** Data for the task follows **

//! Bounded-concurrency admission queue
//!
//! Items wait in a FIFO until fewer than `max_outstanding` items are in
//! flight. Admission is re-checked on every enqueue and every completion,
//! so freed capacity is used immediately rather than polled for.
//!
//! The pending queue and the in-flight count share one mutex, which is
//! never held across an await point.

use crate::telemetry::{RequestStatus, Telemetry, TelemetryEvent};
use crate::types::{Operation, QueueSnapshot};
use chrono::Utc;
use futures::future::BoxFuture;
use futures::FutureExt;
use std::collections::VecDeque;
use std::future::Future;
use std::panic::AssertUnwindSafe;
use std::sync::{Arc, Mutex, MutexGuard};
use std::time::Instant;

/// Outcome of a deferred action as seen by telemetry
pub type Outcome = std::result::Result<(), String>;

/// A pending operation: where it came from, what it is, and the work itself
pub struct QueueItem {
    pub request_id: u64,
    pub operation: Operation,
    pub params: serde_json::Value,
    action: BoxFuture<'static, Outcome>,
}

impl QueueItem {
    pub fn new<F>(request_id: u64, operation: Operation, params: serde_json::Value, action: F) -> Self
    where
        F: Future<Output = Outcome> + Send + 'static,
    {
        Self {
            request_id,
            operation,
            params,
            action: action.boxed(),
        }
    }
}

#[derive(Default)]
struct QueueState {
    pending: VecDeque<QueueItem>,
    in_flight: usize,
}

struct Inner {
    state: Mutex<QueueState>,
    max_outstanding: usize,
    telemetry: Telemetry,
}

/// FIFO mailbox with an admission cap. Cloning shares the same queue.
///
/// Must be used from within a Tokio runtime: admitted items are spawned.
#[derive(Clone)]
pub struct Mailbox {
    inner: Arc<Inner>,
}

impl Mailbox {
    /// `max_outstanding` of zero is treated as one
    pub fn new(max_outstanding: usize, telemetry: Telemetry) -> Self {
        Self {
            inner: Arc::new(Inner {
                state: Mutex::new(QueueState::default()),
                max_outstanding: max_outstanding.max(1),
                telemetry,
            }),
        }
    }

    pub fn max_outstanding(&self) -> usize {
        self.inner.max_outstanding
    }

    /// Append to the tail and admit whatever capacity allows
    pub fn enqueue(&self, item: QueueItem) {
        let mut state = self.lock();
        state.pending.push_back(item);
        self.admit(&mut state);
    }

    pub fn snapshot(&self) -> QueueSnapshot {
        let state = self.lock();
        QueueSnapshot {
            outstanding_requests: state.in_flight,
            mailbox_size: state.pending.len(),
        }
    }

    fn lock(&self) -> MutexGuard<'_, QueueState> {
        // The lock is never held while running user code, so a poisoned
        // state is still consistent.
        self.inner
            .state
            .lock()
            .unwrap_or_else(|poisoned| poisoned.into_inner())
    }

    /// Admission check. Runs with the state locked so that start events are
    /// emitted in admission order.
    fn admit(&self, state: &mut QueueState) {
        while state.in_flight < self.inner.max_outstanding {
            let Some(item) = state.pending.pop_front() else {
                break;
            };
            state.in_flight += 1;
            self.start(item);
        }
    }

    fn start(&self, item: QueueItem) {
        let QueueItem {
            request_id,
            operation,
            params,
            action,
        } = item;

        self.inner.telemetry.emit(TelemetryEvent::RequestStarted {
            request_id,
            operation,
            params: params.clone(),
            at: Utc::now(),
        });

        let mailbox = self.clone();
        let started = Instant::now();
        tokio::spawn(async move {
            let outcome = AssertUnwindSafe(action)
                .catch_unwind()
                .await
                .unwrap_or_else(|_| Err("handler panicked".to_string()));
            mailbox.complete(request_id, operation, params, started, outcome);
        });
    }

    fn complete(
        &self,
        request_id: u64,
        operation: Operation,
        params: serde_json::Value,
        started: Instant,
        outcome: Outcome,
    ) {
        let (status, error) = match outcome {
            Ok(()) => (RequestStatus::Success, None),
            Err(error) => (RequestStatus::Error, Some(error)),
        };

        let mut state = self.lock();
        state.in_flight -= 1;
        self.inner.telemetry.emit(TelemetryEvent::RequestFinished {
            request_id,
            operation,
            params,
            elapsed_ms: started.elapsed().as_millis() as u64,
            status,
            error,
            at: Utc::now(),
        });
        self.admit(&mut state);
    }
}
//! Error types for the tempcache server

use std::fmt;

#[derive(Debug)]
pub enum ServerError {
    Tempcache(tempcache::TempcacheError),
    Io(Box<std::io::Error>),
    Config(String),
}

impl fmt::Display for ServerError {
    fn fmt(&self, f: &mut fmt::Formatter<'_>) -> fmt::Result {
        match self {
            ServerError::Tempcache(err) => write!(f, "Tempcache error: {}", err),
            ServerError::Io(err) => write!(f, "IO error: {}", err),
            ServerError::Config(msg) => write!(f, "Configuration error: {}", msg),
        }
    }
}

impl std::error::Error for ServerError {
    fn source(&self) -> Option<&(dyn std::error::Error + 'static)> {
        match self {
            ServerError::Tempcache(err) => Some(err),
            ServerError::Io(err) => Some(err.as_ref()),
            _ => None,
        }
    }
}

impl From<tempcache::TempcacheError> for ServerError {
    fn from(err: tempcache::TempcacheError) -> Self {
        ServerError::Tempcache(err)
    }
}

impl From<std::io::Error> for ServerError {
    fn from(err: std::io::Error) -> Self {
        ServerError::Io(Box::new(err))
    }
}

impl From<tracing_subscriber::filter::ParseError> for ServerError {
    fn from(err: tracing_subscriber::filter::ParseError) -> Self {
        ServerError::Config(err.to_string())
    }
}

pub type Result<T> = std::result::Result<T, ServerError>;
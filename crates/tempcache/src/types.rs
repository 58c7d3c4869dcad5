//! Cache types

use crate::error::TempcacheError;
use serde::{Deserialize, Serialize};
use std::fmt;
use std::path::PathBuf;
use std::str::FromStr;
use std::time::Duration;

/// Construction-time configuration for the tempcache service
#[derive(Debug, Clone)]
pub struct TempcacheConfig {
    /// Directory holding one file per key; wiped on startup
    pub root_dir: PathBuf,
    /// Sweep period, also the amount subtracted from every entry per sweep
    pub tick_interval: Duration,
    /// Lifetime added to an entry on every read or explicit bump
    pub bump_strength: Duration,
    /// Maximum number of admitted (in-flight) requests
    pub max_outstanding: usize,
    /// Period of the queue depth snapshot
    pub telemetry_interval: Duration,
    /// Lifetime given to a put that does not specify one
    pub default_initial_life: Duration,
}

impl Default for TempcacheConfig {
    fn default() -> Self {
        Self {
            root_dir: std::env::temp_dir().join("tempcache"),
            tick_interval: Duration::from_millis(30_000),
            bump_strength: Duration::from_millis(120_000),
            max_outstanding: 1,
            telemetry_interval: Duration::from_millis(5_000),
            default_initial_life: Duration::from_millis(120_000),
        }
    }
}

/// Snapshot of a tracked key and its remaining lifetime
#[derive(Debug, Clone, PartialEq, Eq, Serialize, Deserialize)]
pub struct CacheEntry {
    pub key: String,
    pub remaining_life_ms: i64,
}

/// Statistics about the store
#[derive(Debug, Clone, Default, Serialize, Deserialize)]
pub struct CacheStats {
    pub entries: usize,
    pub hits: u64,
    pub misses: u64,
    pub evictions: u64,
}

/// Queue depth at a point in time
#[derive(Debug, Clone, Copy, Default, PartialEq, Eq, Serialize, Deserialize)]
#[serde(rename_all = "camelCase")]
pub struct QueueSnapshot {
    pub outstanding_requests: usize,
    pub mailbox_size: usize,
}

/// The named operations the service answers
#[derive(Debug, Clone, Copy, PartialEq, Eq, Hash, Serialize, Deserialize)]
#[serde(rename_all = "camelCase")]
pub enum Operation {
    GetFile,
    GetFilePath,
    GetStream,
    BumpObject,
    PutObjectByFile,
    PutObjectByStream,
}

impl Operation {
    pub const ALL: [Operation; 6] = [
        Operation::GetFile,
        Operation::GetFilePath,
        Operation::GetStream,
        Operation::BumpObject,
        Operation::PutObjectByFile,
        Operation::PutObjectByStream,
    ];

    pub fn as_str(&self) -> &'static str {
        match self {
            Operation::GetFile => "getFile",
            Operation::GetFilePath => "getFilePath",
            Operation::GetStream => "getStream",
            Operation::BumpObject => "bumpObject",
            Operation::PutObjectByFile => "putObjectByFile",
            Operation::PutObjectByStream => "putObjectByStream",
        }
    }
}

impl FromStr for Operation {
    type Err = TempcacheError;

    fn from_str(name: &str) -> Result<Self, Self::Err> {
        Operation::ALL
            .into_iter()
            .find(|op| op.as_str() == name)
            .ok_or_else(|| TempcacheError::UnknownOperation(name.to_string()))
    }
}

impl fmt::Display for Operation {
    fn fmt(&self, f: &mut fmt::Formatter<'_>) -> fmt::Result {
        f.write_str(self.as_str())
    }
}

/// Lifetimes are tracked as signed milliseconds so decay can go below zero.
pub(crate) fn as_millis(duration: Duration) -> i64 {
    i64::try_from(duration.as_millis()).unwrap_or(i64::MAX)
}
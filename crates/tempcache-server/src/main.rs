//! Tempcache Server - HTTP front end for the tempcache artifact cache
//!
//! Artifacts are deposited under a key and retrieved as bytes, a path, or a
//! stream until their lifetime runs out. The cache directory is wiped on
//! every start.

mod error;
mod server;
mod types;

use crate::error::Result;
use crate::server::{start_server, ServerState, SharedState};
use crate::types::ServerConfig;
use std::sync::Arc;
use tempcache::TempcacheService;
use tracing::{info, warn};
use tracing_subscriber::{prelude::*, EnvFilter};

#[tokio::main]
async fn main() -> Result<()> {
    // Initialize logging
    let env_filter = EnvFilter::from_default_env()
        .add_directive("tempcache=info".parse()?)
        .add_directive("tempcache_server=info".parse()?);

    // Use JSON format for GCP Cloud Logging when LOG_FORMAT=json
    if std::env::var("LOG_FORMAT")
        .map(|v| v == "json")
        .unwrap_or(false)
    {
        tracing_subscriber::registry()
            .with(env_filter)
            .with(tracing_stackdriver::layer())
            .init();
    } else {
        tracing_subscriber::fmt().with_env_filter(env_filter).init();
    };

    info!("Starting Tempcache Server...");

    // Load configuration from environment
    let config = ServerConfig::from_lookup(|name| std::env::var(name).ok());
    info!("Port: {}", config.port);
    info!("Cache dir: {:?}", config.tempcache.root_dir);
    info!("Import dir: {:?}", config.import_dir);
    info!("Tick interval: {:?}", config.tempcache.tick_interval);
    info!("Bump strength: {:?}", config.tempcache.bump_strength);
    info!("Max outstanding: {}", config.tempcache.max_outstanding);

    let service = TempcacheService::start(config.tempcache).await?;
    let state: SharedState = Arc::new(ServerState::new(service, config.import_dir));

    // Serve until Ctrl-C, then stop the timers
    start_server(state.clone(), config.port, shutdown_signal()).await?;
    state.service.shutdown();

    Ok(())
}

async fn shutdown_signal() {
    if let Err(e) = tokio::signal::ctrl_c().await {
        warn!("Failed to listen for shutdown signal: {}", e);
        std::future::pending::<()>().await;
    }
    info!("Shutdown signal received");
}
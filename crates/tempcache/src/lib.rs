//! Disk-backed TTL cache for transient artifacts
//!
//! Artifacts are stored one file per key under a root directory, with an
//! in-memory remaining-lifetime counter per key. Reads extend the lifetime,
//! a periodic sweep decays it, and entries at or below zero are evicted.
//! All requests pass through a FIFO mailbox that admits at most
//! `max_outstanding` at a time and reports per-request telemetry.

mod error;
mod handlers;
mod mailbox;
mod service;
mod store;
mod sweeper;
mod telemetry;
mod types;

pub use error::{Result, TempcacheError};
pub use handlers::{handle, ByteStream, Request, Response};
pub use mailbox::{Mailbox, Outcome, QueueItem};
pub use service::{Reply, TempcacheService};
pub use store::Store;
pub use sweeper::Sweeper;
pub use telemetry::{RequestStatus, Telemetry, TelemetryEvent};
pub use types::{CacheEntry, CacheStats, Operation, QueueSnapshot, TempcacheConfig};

** End of Data for the task **

Work item:
The answer must consist of each line in the entries above that includes "never".

Solution:
//! never held across an await point.
        // The lock is never held while running user code, so a poisoned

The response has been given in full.